The initial construction of this place of worship seems to date back to 837 on the decision of Pietro and Giovanni Tradonico and was dedicated to St Paul, Polo in Venetian.
The architectural style of the church is unidentifiable as the original plan of the building was with three aisles, but over the centuries various architectural and decorative elements were added during restorations. The church developed from the original Byzantine structure (the two lions at the base of the belltower are proof of this) to the Gothic style of the XV-XVI centuries, seen in the Rose window of the facade and the ogival portal attributed to Bartolomeo Bon, right up to the Neoclassical style of the architect Daniele Rossi. The latter removed the internal columns from the church, filled in the existing windows and created others, along with substituting the semicircular apse with a semi octagonal one and added decorative elements of the style.
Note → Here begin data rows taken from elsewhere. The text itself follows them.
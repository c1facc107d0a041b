use roomball_core::{DetectionSample, RoomVolume, Vector3};

/// Convert a landmark pixel and its normalized depth to room coordinates.
///
/// - Column `0` maps to `min_x` and column `frame_width` to `max_x`.
/// - Row `0` (top of the image) maps to `max_y` and row `frame_height` to `min_y`.
/// - Depth `1` (nearest) maps to `min_z` and depth `0` (farthest) to `max_z`.
///
/// Pixel ratios and depth are clamped to `[0, 1]`, so the result always lies inside
/// the room. Without a usable sample the previous position is returned unchanged: the
/// marker freezes instead of jumping. A sample is unusable if the frame is empty or
/// the depth is not a number.
pub fn to_room_coords(
    sample: Option<&DetectionSample>,
    previous: Vector3,
    frame_width: u32,
    frame_height: u32,
    room: &RoomVolume,
) -> Vector3 {
    let Some(sample) = sample else {
        return previous;
    };
    if !is_usable(sample, frame_width, frame_height) {
        log::debug!("Discarding unusable detection sample {:?}", sample);
        return previous;
    }

    let rx = (sample.pixel_x as f64 / frame_width as f64).clamp(0.0, 1.0);
    let ry = (sample.pixel_y as f64 / frame_height as f64).clamp(0.0, 1.0);
    let depth = sample.depth.clamp(0.0, 1.0);

    Vector3::new(
        room.min_x + rx * (room.max_x - room.min_x),
        room.max_y - ry * (room.max_y - room.min_y),
        room.min_z + (1.0 - depth) * (room.max_z - room.min_z),
    )
}

/// Whether the sample can be mapped at all: the frame is not empty and the depth is a
/// number.
pub fn is_usable(sample: &DetectionSample, frame_width: u32, frame_height: u32) -> bool {
    frame_width > 0 && frame_height > 0 && sample.depth.is_finite()
}

/// Like [`to_room_coords`], using the frame size the sample was taken from.
pub fn sample_to_room_coords(
    sample: Option<&DetectionSample>,
    previous: Vector3,
    room: &RoomVolume,
) -> Vector3 {
    match sample {
        Some(s) => to_room_coords(Some(s), previous, s.frame_width, s.frame_height, room),
        None => previous,
    }
}

/// Convert room coordinates (y up) to a z-up scene graph.
///
/// The room's depth axis becomes the scene's forward axis and its height the
/// scene's up axis.
pub fn to_z_up(position: Vector3) -> Vector3 {
    Vector3::new(position.x, position.z, position.y)
}
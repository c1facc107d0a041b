use roomball_core::{Renderer, Vector3};
use roomball_world::to_z_up;

/// A renderer that writes the scene to the log instead of drawing it.
///
/// Positions are reported both in room coordinates and in the z-up convention of a
/// 3D scene graph.
#[derive(Debug, Default)]
pub struct LogRenderer {
    frame: u64,
    ball: Option<Vector3>,
}

impl LogRenderer {
    pub fn new() -> Self {
        Self::default()
    }

    #[cfg(test)]
    pub fn frames(&self) -> u64 {
        self.frame
    }
}

impl Renderer for LogRenderer {
    fn set_ball_position(&mut self, position: Vector3) {
        self.ball = Some(position);
    }

    fn set_marker_position(&mut self, position: Vector3) {
        self.frame += 1;
        let Some(ball) = self.ball.take() else {
            log::trace!("Marker at {:?} without a ball", position);
            return;
        };
        tracing::trace!(
            frame = self.frame,
            ball = ?ball.as_slice(),
            ball_z_up = ?to_z_up(ball).as_slice(),
            marker = ?position.as_slice(),
            marker_z_up = ?to_z_up(position).as_slice(),
            "render"
        );
    }
}

#[cfg(test)]
mod tests {
    use super::*;

    #[test]
    fn test_counts_frames() {
        let mut renderer = LogRenderer::new();
        for _ in 0..3 {
            renderer.set_ball_position(Vector3::new(1.0, 2.0, 3.0));
            renderer.set_marker_position(Vector3::zeros());
        }
        assert_eq!(renderer.frames(), 3);
    }
}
The bell tower was built in 1362, with a base of stone and brick and with terracotta walls. The bell tower was topped by an octagonal drum surmounted by a conical spire, believed to be the work of Filippo Dandolo.
Over the centuries this building was decorated by the major artists of the time: Paolo Veronese with the The Marriage of the Virgin positioned in the left apsidal chapel, Jacopo Tintoretto with his Last Supper, Giandomenico Tiepolo with his marvelous Fourteen Stages of the Way of the Cross preserved in the Oratory of the Crucifixion, Giambattista Tiepolo with the The Virgin appears to San Giovanni Nepomuk, Jacopo Palma il Giovane with the Conversion of St Paul and other works on the walls of the presbytery.